::: RECORDS FOR THE EXERCISE :::

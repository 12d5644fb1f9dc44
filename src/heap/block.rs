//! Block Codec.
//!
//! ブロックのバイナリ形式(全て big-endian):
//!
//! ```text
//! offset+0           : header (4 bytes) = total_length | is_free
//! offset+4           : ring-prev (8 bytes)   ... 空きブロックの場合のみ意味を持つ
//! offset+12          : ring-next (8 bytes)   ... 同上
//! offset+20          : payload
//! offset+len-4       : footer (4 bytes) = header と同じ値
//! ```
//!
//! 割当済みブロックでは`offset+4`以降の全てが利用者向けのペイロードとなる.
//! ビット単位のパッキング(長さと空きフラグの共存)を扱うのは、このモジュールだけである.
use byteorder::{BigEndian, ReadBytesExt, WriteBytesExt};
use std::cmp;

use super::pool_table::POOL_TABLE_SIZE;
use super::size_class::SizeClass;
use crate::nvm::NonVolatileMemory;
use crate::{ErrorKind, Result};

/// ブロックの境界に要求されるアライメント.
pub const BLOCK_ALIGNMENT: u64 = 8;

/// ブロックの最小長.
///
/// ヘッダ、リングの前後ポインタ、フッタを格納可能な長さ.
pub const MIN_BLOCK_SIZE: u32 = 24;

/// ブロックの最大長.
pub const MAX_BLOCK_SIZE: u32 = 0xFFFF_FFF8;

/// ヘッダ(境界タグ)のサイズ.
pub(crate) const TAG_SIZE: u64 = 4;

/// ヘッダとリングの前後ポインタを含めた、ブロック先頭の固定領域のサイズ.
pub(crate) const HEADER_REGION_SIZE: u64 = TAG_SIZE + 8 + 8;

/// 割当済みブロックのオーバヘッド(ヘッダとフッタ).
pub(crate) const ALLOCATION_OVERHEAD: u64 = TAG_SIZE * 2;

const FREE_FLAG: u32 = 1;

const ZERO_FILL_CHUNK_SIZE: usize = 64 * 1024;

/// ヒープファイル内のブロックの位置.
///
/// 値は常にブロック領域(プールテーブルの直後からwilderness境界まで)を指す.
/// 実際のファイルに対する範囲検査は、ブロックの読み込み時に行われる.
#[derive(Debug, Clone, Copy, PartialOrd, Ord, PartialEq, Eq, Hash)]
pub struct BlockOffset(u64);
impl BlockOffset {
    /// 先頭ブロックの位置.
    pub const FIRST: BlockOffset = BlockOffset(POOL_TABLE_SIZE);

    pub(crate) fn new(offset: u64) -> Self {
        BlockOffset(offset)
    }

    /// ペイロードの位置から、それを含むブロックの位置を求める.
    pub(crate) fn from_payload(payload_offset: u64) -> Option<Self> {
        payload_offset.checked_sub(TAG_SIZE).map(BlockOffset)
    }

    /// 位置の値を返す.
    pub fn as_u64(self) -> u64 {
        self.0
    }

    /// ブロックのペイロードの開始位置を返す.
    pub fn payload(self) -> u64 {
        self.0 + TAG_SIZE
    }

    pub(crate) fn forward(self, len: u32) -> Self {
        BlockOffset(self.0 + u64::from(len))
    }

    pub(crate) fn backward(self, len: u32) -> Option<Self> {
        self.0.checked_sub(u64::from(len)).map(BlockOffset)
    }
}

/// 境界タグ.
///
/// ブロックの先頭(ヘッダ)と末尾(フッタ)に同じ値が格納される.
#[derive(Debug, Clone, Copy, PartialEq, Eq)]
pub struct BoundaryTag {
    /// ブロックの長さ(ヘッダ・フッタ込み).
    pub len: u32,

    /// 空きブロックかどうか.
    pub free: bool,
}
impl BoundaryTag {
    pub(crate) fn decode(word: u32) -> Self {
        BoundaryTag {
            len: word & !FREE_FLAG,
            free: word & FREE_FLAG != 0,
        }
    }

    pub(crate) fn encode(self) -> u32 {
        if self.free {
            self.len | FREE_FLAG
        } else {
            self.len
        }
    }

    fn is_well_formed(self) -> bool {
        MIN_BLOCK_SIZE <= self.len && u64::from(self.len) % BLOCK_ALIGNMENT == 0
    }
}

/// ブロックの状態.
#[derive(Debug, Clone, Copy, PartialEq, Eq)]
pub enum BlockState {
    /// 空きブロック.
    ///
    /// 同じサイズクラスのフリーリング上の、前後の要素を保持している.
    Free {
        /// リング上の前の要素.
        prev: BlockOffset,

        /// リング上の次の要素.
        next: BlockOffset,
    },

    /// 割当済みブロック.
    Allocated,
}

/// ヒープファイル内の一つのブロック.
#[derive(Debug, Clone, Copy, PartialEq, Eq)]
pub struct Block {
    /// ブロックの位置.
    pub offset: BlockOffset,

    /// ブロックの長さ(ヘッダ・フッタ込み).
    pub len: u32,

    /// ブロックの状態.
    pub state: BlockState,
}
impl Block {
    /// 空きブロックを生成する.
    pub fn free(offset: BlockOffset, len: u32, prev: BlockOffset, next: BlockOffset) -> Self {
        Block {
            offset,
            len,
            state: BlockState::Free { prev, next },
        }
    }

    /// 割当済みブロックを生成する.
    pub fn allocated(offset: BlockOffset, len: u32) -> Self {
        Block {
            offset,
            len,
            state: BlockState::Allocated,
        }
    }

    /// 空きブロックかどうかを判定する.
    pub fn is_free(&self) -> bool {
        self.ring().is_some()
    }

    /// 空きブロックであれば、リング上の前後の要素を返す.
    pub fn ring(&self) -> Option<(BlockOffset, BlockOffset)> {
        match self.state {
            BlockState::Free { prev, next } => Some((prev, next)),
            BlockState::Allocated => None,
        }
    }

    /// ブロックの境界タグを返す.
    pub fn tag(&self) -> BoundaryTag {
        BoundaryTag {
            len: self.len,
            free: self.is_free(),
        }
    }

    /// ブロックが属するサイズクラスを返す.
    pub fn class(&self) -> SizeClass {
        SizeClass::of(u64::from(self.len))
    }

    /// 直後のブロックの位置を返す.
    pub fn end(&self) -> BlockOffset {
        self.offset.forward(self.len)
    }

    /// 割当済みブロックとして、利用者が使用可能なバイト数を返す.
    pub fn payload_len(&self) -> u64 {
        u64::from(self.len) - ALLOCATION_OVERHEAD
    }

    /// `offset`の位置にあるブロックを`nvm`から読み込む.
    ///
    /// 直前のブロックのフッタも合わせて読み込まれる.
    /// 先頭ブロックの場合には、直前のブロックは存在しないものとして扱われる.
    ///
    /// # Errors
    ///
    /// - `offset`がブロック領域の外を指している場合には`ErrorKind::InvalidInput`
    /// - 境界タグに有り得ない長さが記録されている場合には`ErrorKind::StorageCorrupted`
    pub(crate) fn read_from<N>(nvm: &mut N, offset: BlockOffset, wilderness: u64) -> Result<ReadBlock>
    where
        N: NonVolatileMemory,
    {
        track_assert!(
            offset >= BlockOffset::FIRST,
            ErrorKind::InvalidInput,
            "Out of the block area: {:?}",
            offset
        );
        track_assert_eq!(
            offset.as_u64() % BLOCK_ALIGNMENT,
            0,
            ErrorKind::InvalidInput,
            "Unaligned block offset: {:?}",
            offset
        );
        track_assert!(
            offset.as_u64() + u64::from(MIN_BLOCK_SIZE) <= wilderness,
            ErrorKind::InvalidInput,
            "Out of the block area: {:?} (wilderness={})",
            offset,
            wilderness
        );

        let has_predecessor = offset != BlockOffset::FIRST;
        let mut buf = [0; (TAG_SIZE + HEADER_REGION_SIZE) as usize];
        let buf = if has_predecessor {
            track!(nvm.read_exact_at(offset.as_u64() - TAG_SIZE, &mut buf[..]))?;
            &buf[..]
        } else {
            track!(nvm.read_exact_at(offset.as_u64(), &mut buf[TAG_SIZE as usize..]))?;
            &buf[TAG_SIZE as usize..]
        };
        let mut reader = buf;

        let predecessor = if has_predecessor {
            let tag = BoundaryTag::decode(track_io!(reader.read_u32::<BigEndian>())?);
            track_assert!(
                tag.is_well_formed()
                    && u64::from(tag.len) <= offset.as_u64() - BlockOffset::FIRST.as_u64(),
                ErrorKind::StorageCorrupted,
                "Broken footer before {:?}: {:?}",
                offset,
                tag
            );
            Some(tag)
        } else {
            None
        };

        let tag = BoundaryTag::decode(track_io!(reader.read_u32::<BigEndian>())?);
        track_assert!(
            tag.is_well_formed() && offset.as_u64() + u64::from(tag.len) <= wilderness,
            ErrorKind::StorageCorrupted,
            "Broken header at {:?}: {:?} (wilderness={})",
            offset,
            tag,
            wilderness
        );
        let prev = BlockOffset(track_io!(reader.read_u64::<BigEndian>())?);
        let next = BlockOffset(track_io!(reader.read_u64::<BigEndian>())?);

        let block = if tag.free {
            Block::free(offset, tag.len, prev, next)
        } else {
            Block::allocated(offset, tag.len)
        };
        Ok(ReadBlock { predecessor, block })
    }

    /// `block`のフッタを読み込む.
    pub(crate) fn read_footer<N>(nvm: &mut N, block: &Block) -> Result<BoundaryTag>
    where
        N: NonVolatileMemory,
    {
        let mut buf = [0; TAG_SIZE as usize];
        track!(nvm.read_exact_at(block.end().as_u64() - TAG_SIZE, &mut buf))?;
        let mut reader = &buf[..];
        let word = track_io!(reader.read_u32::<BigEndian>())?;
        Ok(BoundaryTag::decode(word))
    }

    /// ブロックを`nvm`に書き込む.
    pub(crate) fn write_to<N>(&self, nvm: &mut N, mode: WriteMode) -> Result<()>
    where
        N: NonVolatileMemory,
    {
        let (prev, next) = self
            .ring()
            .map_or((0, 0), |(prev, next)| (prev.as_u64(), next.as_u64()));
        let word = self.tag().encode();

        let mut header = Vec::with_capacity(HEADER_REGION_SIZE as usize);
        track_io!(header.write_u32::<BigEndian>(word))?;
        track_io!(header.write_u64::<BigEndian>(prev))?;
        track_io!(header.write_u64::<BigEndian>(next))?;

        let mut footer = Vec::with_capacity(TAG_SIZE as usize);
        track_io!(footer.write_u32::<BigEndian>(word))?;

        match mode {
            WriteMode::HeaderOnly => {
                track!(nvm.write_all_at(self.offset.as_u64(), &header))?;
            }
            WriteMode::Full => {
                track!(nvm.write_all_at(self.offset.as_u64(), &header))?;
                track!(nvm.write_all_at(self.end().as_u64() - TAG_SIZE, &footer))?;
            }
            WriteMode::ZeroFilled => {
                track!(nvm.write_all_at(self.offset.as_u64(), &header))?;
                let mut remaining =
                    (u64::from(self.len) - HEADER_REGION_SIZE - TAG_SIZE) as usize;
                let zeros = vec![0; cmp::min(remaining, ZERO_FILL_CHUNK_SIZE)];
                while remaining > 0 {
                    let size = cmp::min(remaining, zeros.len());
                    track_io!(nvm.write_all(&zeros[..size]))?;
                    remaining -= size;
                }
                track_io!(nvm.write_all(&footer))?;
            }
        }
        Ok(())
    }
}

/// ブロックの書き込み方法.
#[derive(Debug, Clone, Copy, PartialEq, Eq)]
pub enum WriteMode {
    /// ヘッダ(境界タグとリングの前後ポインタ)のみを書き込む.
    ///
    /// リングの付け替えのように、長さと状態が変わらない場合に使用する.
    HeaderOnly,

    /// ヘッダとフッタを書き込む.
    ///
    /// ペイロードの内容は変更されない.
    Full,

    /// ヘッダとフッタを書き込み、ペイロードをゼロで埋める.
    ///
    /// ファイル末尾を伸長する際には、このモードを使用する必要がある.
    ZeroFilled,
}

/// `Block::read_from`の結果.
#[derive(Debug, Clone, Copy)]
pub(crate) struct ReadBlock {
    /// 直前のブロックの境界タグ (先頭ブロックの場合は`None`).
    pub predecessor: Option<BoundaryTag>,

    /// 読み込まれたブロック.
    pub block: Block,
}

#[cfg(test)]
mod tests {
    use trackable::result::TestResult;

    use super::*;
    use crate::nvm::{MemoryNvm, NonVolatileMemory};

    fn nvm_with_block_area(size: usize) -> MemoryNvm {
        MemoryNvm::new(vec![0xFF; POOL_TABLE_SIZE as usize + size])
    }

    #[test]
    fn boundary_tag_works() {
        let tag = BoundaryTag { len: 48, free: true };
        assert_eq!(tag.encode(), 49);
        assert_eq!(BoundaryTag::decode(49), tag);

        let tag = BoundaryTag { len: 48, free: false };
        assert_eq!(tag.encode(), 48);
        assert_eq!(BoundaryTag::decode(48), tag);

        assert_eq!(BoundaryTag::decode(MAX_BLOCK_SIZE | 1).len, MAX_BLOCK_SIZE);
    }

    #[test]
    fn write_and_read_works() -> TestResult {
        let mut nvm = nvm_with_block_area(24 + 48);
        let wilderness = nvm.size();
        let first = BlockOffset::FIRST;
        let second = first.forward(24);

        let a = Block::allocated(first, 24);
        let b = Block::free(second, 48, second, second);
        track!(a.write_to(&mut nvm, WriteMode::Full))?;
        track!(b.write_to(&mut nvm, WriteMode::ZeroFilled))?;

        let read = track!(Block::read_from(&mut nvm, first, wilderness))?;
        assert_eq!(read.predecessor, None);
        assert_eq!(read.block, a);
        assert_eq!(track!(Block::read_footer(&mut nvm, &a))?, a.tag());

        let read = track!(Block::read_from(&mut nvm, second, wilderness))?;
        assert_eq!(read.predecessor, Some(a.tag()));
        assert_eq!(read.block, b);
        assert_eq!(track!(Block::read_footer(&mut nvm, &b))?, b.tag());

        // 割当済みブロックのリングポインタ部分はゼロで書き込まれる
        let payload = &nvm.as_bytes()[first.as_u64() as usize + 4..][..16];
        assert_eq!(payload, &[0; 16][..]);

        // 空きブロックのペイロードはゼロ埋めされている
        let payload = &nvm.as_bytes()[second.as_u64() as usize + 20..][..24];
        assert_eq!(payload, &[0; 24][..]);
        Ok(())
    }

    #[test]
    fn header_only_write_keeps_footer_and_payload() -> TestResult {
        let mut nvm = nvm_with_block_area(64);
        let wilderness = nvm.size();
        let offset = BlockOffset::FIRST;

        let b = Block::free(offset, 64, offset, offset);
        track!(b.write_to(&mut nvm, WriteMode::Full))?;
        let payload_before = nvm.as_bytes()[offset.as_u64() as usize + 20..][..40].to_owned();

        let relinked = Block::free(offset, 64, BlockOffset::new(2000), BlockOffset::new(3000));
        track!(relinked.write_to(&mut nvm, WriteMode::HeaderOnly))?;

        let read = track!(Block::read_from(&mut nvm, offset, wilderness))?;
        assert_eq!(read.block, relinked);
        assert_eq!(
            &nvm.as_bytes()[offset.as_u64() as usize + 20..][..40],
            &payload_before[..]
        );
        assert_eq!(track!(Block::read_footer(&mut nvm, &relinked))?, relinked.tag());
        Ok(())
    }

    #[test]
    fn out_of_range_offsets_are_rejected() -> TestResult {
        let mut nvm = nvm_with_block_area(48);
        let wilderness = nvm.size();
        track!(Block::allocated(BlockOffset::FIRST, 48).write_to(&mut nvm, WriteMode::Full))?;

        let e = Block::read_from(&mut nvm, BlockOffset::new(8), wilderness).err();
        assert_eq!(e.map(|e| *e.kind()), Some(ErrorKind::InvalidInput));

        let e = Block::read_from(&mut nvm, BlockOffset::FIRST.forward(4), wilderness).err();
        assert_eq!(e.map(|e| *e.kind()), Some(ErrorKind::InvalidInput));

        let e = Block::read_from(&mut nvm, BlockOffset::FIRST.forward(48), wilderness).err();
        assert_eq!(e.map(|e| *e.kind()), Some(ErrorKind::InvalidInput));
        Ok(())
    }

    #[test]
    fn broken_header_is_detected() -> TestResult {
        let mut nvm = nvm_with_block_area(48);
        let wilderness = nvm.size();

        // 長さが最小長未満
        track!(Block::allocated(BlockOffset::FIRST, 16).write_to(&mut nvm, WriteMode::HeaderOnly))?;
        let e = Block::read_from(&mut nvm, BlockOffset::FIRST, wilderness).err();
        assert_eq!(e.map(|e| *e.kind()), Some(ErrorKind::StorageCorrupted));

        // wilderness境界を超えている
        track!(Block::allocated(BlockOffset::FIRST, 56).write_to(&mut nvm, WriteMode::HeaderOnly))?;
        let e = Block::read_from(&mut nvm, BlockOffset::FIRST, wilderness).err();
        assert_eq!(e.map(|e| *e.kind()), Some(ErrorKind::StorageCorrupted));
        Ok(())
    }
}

:::

WHAT IS EXPECTED >> Across all the entries above, count each line that has the word "impl" in it, and give only the count.

SOLUTION TO THIS PROBLEM >> 3